[Start of section]
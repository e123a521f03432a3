//! # Telemetry Simulator
//!
//! A transport exposing one virtual port, `SIM0`, that streams encoded frames
//! at a fixed rate. The flight profile is a coarse pad, boost, coast model
//! with seeded noise, so two runs with the same seed emit identical bytes.
//! Optional periodic corruption exercises the parser's resynchronization.

use std::io::{self, Read};
use std::sync::Arc;
use std::time::{Duration, Instant};

use bytes::{Buf, Bytes};
use rand::rngs::StdRng;
use rand::{Rng, SeedableRng};
use serde::{Deserialize, Serialize};

use crate::codec::{encode_frame, ChecksumKind, FrameCheck, FRAME_LEN};
use crate::core::TelemetryRecord;
use crate::ports::transport::{ByteStream, PortInfo, SerialTransport, TransportError};

/// Identifier of the simulated port.
pub const SIM_PORT_ID: &str = "SIM0";

/// Longest a simulated read blocks before reporting `TimedOut`.
const SIM_READ_TIMEOUT: Duration = Duration::from_millis(100);

const GRAVITY: f64 = 9.81;
const LIFTOFF_AFTER_S: f64 = 10.0;
const BURN_S: f64 = 3.0;
const BOOST_ACCEL: f64 = 35.0;

/// Simulator settings.
#[derive(Debug, Clone, Copy, PartialEq, Serialize, Deserialize)]
#[serde(rename_all = "camelCase", default)]
pub struct SimConfig {
    /// Frames per second.
    pub rate_hz: f64,
    /// Seed for the noise generator.
    pub seed: u64,
    /// Corrupt every n-th frame (one flipped payload byte).
    pub corrupt_every: Option<u32>,
    /// Integrity policy used to encode frames.
    pub checksum: ChecksumKind,
}

impl Default for SimConfig {
    fn default() -> Self {
        Self {
            rate_hz: 10.0,
            seed: 0x5EED,
            corrupt_every: None,
            checksum: ChecksumKind::default(),
        }
    }
}

/// # Simulator Transport
#[derive(Debug, Clone, Default)]
pub struct SimTransport {
    config: SimConfig,
}

impl SimTransport {
    /// Creates a simulator with `config`.
    pub fn new(config: SimConfig) -> Self {
        Self { config }
    }

    /// The active settings.
    pub fn config(&self) -> &SimConfig {
        &self.config
    }
}

impl SerialTransport for SimTransport {
    fn enumerate(&self) -> Result<Vec<PortInfo>, TransportError> {
        Ok(vec![PortInfo::new(SIM_PORT_ID, "Telemetry simulator")])
    }

    fn open(&self, port_id: &str) -> Result<ByteStream, TransportError> {
        if port_id != SIM_PORT_ID {
            return Err(TransportError::NotFound);
        }
        if !(self.config.rate_hz.is_finite() && self.config.rate_hz > 0.0) {
            return Err(TransportError::Refused(format!(
                "invalid simulator rate {} Hz",
                self.config.rate_hz
            )));
        }
        log::info!(
            "Simulator streaming at {} Hz (seed {:#x})",
            self.config.rate_hz,
            self.config.seed
        );
        Ok(Box::new(SimStream::new(self.config)))
    }
}

/// Generates the frame sequence without pacing.
#[derive(Debug)]
pub struct FlightProfile {
    rng: StdRng,
    check: Arc<dyn FrameCheck>,
    interval_s: f64,
    corrupt_every: Option<u32>,
    frame_index: u64,
    satellites: u8,
}

impl FlightProfile {
    /// Creates a profile emitting frames `1 / rate_hz` seconds apart.
    pub fn new(config: SimConfig) -> Self {
        Self {
            rng: StdRng::seed_from_u64(config.seed),
            check: config.checksum.policy(),
            interval_s: 1.0 / config.rate_hz,
            corrupt_every: config.corrupt_every.filter(|n| *n > 0),
            frame_index: 0,
            satellites: 6,
        }
    }

    /// The record for the next frame.
    pub fn next_record(&mut self) -> TelemetryRecord {
        let t = self.frame_index as f64 * self.interval_s;
        self.frame_index += 1;
        let flight = t - LIFTOFF_AFTER_S;

        let thrust = if (0.0..BURN_S).contains(&flight) { BOOST_ACCEL } else { 0.0 };
        let on_pad = flight < 0.0;
        let accel_z = if on_pad { GRAVITY } else { thrust - GRAVITY };

        if self.rng.random_range(0..20) == 0 {
            self.satellites = self.rng.random_range(6..=12);
        }

        TelemetryRecord {
            timestamp_ms: Some((t * 1000.0) as u32),
            accel_x: Some(self.noise(0.05)),
            accel_y: Some(self.noise(0.05)),
            accel_z: Some(accel_z + self.noise(0.2)),
            battery_pct: Some((100.0 - t * 0.02).max(0.0)),
            rssi_dbm: Some((-60.0 - flight.max(0.0) * 1.5 + self.noise(1.0)).max(-120.0)),
            satellite_count: Some(self.satellites),
            mission_time_s: Some(flight.max(0.0)),
        }
    }

    /// The next encoded frame, corrupted when it falls on the corruption
    /// period.
    pub fn next_frame(&mut self) -> Bytes {
        let record = self.next_record();
        let frame = encode_frame(&record, self.check.as_ref());

        match self.corrupt_every {
            Some(n) if self.frame_index % u64::from(n) == 0 => {
                let mut damaged = frame.to_vec();
                // Flip a payload bit; the marker and length byte stay intact.
                let at = self.rng.random_range(3..FRAME_LEN - 2);
                damaged[at] ^= 0x01;
                Bytes::from(damaged)
            }
            _ => frame,
        }
    }

    fn noise(&mut self, amplitude: f64) -> f64 {
        self.rng.random_range(-amplitude..=amplitude)
    }
}

struct SimStream {
    profile: FlightProfile,
    interval: Duration,
    next_due: Instant,
    pending: Bytes,
}

impl SimStream {
    fn new(config: SimConfig) -> Self {
        Self {
            profile: FlightProfile::new(config),
            interval: Duration::from_secs_f64(1.0 / config.rate_hz),
            next_due: Instant::now(),
            pending: Bytes::new(),
        }
    }
}

impl Read for SimStream {
    fn read(&mut self, buf: &mut [u8]) -> io::Result<usize> {
        if self.pending.is_empty() {
            let wait = self.next_due.saturating_duration_since(Instant::now());
            if wait > SIM_READ_TIMEOUT {
                std::thread::sleep(SIM_READ_TIMEOUT);
                return Err(io::Error::new(io::ErrorKind::TimedOut, "waiting for next frame"));
            }
            std::thread::sleep(wait);
            self.pending = self.profile.next_frame();
            self.next_due += self.interval;
        }

        let n = buf.len().min(self.pending.len());
        buf[..n].copy_from_slice(&self.pending[..n]);
        self.pending.advance(n);
        Ok(n)
    }
}

#[cfg(test)]
mod tests {
    use super::*;
    use crate::codec::{FrameParser, ParseEvent};

    #[test]
    fn same_seed_same_bytes() {
        let config = SimConfig::default();
        let mut a = FlightProfile::new(config);
        let mut b = FlightProfile::new(config);
        for _ in 0..50 {
            assert_eq!(a.next_frame(), b.next_frame());
        }
    }

    #[test]
    fn frames_decode_cleanly() {
        let mut profile = FlightProfile::new(SimConfig::default());
        let mut parser = FrameParser::default();
        for _ in 0..20 {
            let events = parser.feed(&profile.next_frame());
            assert!(matches!(events.as_slice(), [ParseEvent::Record(_)]));
        }
    }

    #[test]
    fn corruption_period_is_honoured() {
        let mut profile = FlightProfile::new(SimConfig {
            corrupt_every: Some(5),
            ..Default::default()
        });
        let mut parser = FrameParser::default();
        let mut errors = 0;
        let mut records = 0;
        for _ in 0..20 {
            for event in parser.feed(&profile.next_frame()) {
                match event {
                    ParseEvent::Record(_) => records += 1,
                    ParseEvent::Error(_) => errors += 1,
                }
            }
        }
        assert_eq!(errors, 4);
        assert_eq!(records, 16);
    }

    #[test]
    fn profile_lifts_off_after_the_pad_hold() {
        let mut profile = FlightProfile::new(SimConfig::default());
        let pad = profile.next_record();
        assert_eq!(pad.mission_time_s, Some(0.0));
        assert!(pad.accel_z.unwrap() > 9.0);

        // 10 Hz: frame 101 is 0.1 s into the burn.
        for _ in 0..100 {
            profile.next_record();
        }
        let boost = profile.next_record();
        assert!(boost.mission_time_s.unwrap() > 0.0);
        assert!(boost.accel_z.unwrap() > 20.0);
    }

    #[test]
    fn only_the_sim_port_opens() {
        let sim = SimTransport::default();
        assert_eq!(sim.enumerate().unwrap()[0].id, SIM_PORT_ID);
        assert!(matches!(sim.open("COM1"), Err(TransportError::NotFound)));
    }
}
use thiserror::Error;

/// # Frame Error
///
/// Every variant is recoverable: the parser has already dropped the offending
/// bytes and will keep scanning when it is fed again.
#[derive(Debug, Clone, PartialEq, Eq, Error)]
pub enum FrameError {
    /// Bytes that cannot start or form a frame were skipped.
    #[error("malformed frame: {reason} ({discarded} bytes discarded)")]
    MalformedFrame {
        /// What was wrong with the bytes.
        reason: String,
        /// How many bytes were dropped.
        discarded: usize,
    },

    /// A complete frame failed its integrity check.
    #[error("checksum mismatch: expected {expected:#06x}, computed {computed:#06x}")]
    ChecksumMismatch {
        /// Checksum carried by the frame.
        expected: u16,
        /// Checksum computed over the received bytes.
        computed: u16,
    },

    /// Too many bytes arrived without any frame marker.
    #[error("frame too large: {discarded} bytes without a frame marker")]
    FrameTooLarge {
        /// How many bytes were dropped.
        discarded: usize,
    },
}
[End of section]
Among the lines above, find those with the word "matches". Copy them.

**Finished task**
            assert!(matches!(events.as_slice(), [ParseEvent::Record(_)]));
        assert!(matches!(sim.open("COM1"), Err(TransportError::NotFound)));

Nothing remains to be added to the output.